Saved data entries
━━━━━━━━━━

use std::collections::HashMap;

use serde::{Deserialize, Serialize};

use super::block::{Block, BlockKey, BlockKind, BlockTag};

/// Errors from structural tree operations.
///
/// These are sentinels, not failures of the pipeline: callers treat
/// `UnknownKey` as a benign no-op (cursors are built speculatively) and the
/// incompatible-transform variants as "try the next fallback".
#[derive(Debug, thiserror::Error, PartialEq, Eq)]
pub enum TreeError {
    #[error("unknown block key: {0}")]
    UnknownKey(BlockKey),
    #[error("the root block cannot be moved or removed")]
    RootImmovable,
    #[error("cannot merge {second:?} into {first:?}")]
    IncompatibleMerge { first: BlockTag, second: BlockTag },
    #[error("cannot split a {0:?} block")]
    NotSplittable(BlockTag),
    #[error("{0:?} is not a container block")]
    NotAContainer(BlockTag),
}

/// A subtree detached from the document.
///
/// Blocks keep their keys, so reattaching (e.g. drag of a list item, cut
/// followed by paste of structured content) preserves identity. The first
/// entry is the subtree root with `parent` cleared.
#[derive(Debug, Clone)]
pub struct DetachedSubtree {
    pub(crate) blocks: Vec<Block>,
}

impl DetachedSubtree {
    pub fn root_key(&self) -> BlockKey {
        self.blocks[0].key
    }
}

/// The document: an arena of blocks plus a distinguished root.
///
/// The arena map *is* the key→block index required for O(1) lookup; the
/// tree shape lives in each block's `parent`/`children` keys. All
/// structural operations preserve the invariants:
///
/// - acyclic, with `children` in document order
/// - every non-root block has exactly one parent whose `children` contain
///   it exactly once
/// - keys are unique for the lifetime of the document
#[derive(Debug, Clone, PartialEq, Serialize, Deserialize)]
pub struct DocumentTree {
    root: BlockKey,
    arena: HashMap<BlockKey, Block>,
}

impl DocumentTree {
    /// Create a tree holding only the root container.
    pub fn new() -> Self {
        let root = Block::new(BlockKind::Document, "");
        let root_key = root.key;
        let mut arena = HashMap::new();
        arena.insert(root_key, root);
        Self {
            root: root_key,
            arena,
        }
    }

    /// Create a tree with a single empty paragraph, the starting state of
    /// a fresh document.
    pub fn empty_document() -> Self {
        let mut tree = Self::new();
        let root = tree.root;
        tree.append_child(root, Block::paragraph(""))
            .expect("root always exists");
        tree
    }

    pub fn root(&self) -> BlockKey {
        self.root
    }

    pub fn contains(&self, key: BlockKey) -> bool {
        self.arena.contains_key(&key)
    }

    /// O(1) block lookup via the arena index.
    pub fn get(&self, key: BlockKey) -> Option<&Block> {
        self.arena.get(&key)
    }

    pub fn get_mut(&mut self, key: BlockKey) -> Option<&mut Block> {
        self.arena.get_mut(&key)
    }

    pub fn len(&self) -> usize {
        self.arena.len()
    }

    pub fn is_empty(&self) -> bool {
        self.arena.len() <= 1
    }

    fn require(&self, key: BlockKey) -> Result<&Block, TreeError> {
        self.arena.get(&key).ok_or(TreeError::UnknownKey(key))
    }

    /// Index of `key` within its parent's children.
    pub fn child_index(&self, key: BlockKey) -> Result<usize, TreeError> {
        let block = self.require(key)?;
        let parent = block.parent.ok_or(TreeError::RootImmovable)?;
        let siblings = &self.require(parent)?.children;
        siblings
            .iter()
            .position(|&k| k == key)
            .ok_or(TreeError::UnknownKey(key))
    }

    pub fn insert_before(&mut self, block: Block, reference: BlockKey) -> Result<BlockKey, TreeError> {
        let index = self.child_index(reference)?;
        let parent = self.require(reference)?.parent.expect("checked above");
        self.insert_at(parent, index, block)
    }

    pub fn insert_after(&mut self, block: Block, reference: BlockKey) -> Result<BlockKey, TreeError> {
        let index = self.child_index(reference)?;
        let parent = self.require(reference)?.parent.expect("checked above");
        self.insert_at(parent, index + 1, block)
    }

    pub fn append_child(&mut self, parent: BlockKey, block: Block) -> Result<BlockKey, TreeError> {
        let index = self.require(parent)?.children.len();
        self.insert_at(parent, index, block)
    }

    fn insert_at(
        &mut self,
        parent: BlockKey,
        index: usize,
        mut block: Block,
    ) -> Result<BlockKey, TreeError> {
        let key = block.key;
        debug_assert!(!self.arena.contains_key(&key), "duplicate block key");
        block.parent = Some(parent);
        self.arena.insert(key, block);
        let parent_block = self.arena.get_mut(&parent).ok_or(TreeError::UnknownKey(parent))?;
        parent_block.children.insert(index, key);
        Ok(key)
    }

    /// Detach `key` and its subtree, removing the blocks from the arena but
    /// keeping them intact for reattachment.
    pub fn detach(&mut self, key: BlockKey) -> Result<DetachedSubtree, TreeError> {
        if key == self.root {
            return Err(TreeError::RootImmovable);
        }
        let index = self.child_index(key)?;
        let parent = self.require(key)?.parent.expect("non-root has parent");
        self.arena
            .get_mut(&parent)
            .expect("parent exists")
            .children
            .remove(index);

        let mut blocks = Vec::new();
        self.extract_subtree(key, &mut blocks);
        blocks[0].parent = None;
        Ok(DetachedSubtree { blocks })
    }

    fn extract_subtree(&mut self, key: BlockKey, out: &mut Vec<Block>) {
        if let Some(block) = self.arena.remove(&key) {
            let children = block.children.clone();
            out.push(block);
            for child in children {
                self.extract_subtree(child, out);
            }
        }
    }

    /// Remove `key` and drop its subtree entirely.
    pub fn remove(&mut self, key: BlockKey) -> Result<(), TreeError> {
        self.detach(key).map(|_| ())
    }

    pub fn attach_before(
        &mut self,
        subtree: DetachedSubtree,
        reference: BlockKey,
    ) -> Result<BlockKey, TreeError> {
        let index = self.child_index(reference)?;
        let parent = self.require(reference)?.parent.expect("checked above");
        self.attach_at(parent, index, subtree)
    }

    pub fn attach_after(
        &mut self,
        subtree: DetachedSubtree,
        reference: BlockKey,
    ) -> Result<BlockKey, TreeError> {
        let index = self.child_index(reference)?;
        let parent = self.require(reference)?.parent.expect("checked above");
        self.attach_at(parent, index + 1, subtree)
    }

    pub fn attach_child(
        &mut self,
        parent: BlockKey,
        subtree: DetachedSubtree,
    ) -> Result<BlockKey, TreeError> {
        let index = self.require(parent)?.children.len();
        self.attach_at(parent, index, subtree)
    }

    fn attach_at(
        &mut self,
        parent: BlockKey,
        index: usize,
        subtree: DetachedSubtree,
    ) -> Result<BlockKey, TreeError> {
        if !self.require(parent)?.kind.is_container() {
            return Err(TreeError::NotAContainer(self.require(parent)?.kind.tag()));
        }
        let root_key = subtree.root_key();
        for mut block in subtree.blocks {
            if block.key == root_key {
                block.parent = Some(parent);
            }
            debug_assert!(!self.arena.contains_key(&block.key), "duplicate block key");
            self.arena.insert(block.key, block);
        }
        self.arena
            .get_mut(&parent)
            .expect("parent exists")
            .children
            .insert(index, root_key);
        Ok(root_key)
    }

    /// Replace a block's kind in place, keeping key, text and children.
    ///
    /// Used by the inline pattern recognizer ("# " turns a paragraph into a
    /// heading) where identity must survive the conversion.
    pub fn replace_kind(&mut self, key: BlockKey, kind: BlockKind) -> Result<(), TreeError> {
        let block = self.arena.get_mut(&key).ok_or(TreeError::UnknownKey(key))?;
        block.kind = kind;
        Ok(())
    }

    /// Split a text-bearing block at `offset` (bytes, on a char boundary).
    ///
    /// The left half keeps the original key and `text[..offset]`; the right
    /// half is a fresh sibling of the same kind with `text[offset..]`. For
    /// list items the nested children follow the right half, so a nested
    /// list stays under the item that now precedes it.
    pub fn split(&mut self, key: BlockKey, offset: usize) -> Result<BlockKey, TreeError> {
        let block = self.require(key)?;
        if !block.kind.is_text_bearing() || matches!(block.kind, BlockKind::FrontMatter) {
            return Err(TreeError::NotSplittable(block.kind.tag()));
        }
        let kind = block.kind.clone();
        let offset = offset.min(block.text.len());

        let block = self.arena.get_mut(&key).expect("checked above");
        let right_text = block.text.split_off(offset);
        let moved_children = std::mem::take(&mut block.children);

        let mut right = Block::new(kind, right_text);
        right.children = moved_children.clone();
        let right_key = self.insert_after(right, key)?;
        for child in moved_children {
            if let Some(c) = self.arena.get_mut(&child) {
                c.parent = Some(right_key);
            }
        }
        Ok(right_key)
    }

    /// Merge `second` into `first`: append text and children, remove
    /// `second`. Inverse of [`split`](Self::split) where kinds are
    /// compatible. Returns the byte offset in `first` where the merged text
    /// begins, which is where the caret lands after a Backspace merge.
    pub fn merge(&mut self, first: BlockKey, second: BlockKey) -> Result<usize, TreeError> {
        if first == second {
            return Err(TreeError::UnknownKey(second));
        }
        let first_kind = self.require(first)?.kind.clone();
        let second_block = self.require(second)?;
        if !first_kind.can_merge_with(&second_block.kind) {
            return Err(TreeError::IncompatibleMerge {
                first: first_kind.tag(),
                second: second_block.kind.tag(),
            });
        }

        let second_text = second_block.text.clone();
        let moved_children = second_block.children.clone();

        // Clear the donor's children before detaching so they are not
        // dropped with it.
        self.arena.get_mut(&second).expect("checked").children.clear();
        self.detach(second)?;

        let first_block = self.arena.get_mut(&first).expect("checked");
        let offset = first_block.text.len();
        first_block.text.push_str(&second_text);
        first_block.children.extend(moved_children.iter().copied());
        for child in moved_children {
            if let Some(c) = self.arena.get_mut(&child) {
                c.parent = Some(first);
            }
        }
        Ok(offset)
    }

    /// Child indices from the root down to `key`; the preorder address
    /// used for document-order comparison.
    pub fn path_from_root(&self, key: BlockKey) -> Result<Vec<usize>, TreeError> {
        let mut path = Vec::new();
        let mut current = key;
        while current != self.root {
            path.push(self.child_index(current)?);
            current = self.require(current)?.parent.expect("non-root has parent");
        }
        path.reverse();
        Ok(path)
    }

    /// All keys in document (preorder) order, root excluded.
    pub fn preorder_keys(&self) -> Vec<BlockKey> {
        let mut out = Vec::with_capacity(self.arena.len());
        let mut stack: Vec<BlockKey> = Vec::new();
        if let Some(root) = self.get(self.root) {
            stack.extend(root.children.iter().rev());
        }
        while let Some(key) = stack.pop() {
            out.push(key);
            if let Some(block) = self.get(key) {
                stack.extend(block.children.iter().rev());
            }
        }
        out
    }

    /// Text-bearing blocks in document order.
    pub fn text_block_keys(&self) -> Vec<BlockKey> {
        self.preorder_keys()
            .into_iter()
            .filter(|&k| self.get(k).is_some_and(|b| b.kind.is_text_bearing()))
            .collect()
    }

    /// The first text-bearing block inside `key`'s subtree (including
    /// `key` itself).
    pub fn first_text_descendant(&self, key: BlockKey) -> Option<BlockKey> {
        let block = self.get(key)?;
        if block.kind.is_text_bearing() {
            return Some(key);
        }
        block
            .children
            .iter()
            .find_map(|&child| self.first_text_descendant(child))
    }

    /// The last text-bearing block inside `key`'s subtree.
    pub fn last_text_descendant(&self, key: BlockKey) -> Option<BlockKey> {
        let block = self.get(key)?;
        if let Some(found) = block
            .children
            .iter()
            .rev()
            .find_map(|&child| self.last_text_descendant(child))
        {
            return Some(found);
        }
        if block.kind.is_text_bearing() {
            Some(key)
        } else {
            None
        }
    }

    /// The previous text-bearing block in document order, if any.
    pub fn prev_text_block(&self, key: BlockKey) -> Option<BlockKey> {
        let keys = self.text_block_keys();
        let pos = keys.iter().position(|&k| k == key)?;
        if pos == 0 { None } else { Some(keys[pos - 1]) }
    }

    /// The next text-bearing block in document order, if any.
    pub fn next_text_block(&self, key: BlockKey) -> Option<BlockKey> {
        let keys = self.text_block_keys();
        let pos = keys.iter().position(|&k| k == key)?;
        keys.get(pos + 1).copied()
    }

    /// Verify the structural invariants; test helper, panics on violation.
    #[cfg(test)]
    pub fn check_invariants(&self) {
        use std::collections::HashSet;

        let mut seen = HashSet::new();
        let mut stack = vec![self.root];
        while let Some(key) = stack.pop() {
            assert!(seen.insert(key), "cycle or duplicate child link at {key}");
            let block = self.get(key).expect("child key present in arena");
            for &child in &block.children {
                let child_block = self.get(child).expect("child in arena");
                assert_eq!(child_block.parent, Some(key), "parent back-link broken");
                stack.push(child);
            }
        }
        assert_eq!(seen.len(), self.arena.len(), "orphan blocks in arena");
    }
}

impl Default for DocumentTree {
    fn default() -> Self {
        Self::empty_document()
    }
}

━━━━━━━━━━

◆ **What is being asked**:
Search the data above for the word "current", then gather each line in which it appears.

◆ **Output of the task**:
        let mut current = key;
        while current != self.root {
            path.push(self.child_index(current)?);
            current = self.require(current)?.parent.expect("non-root has parent");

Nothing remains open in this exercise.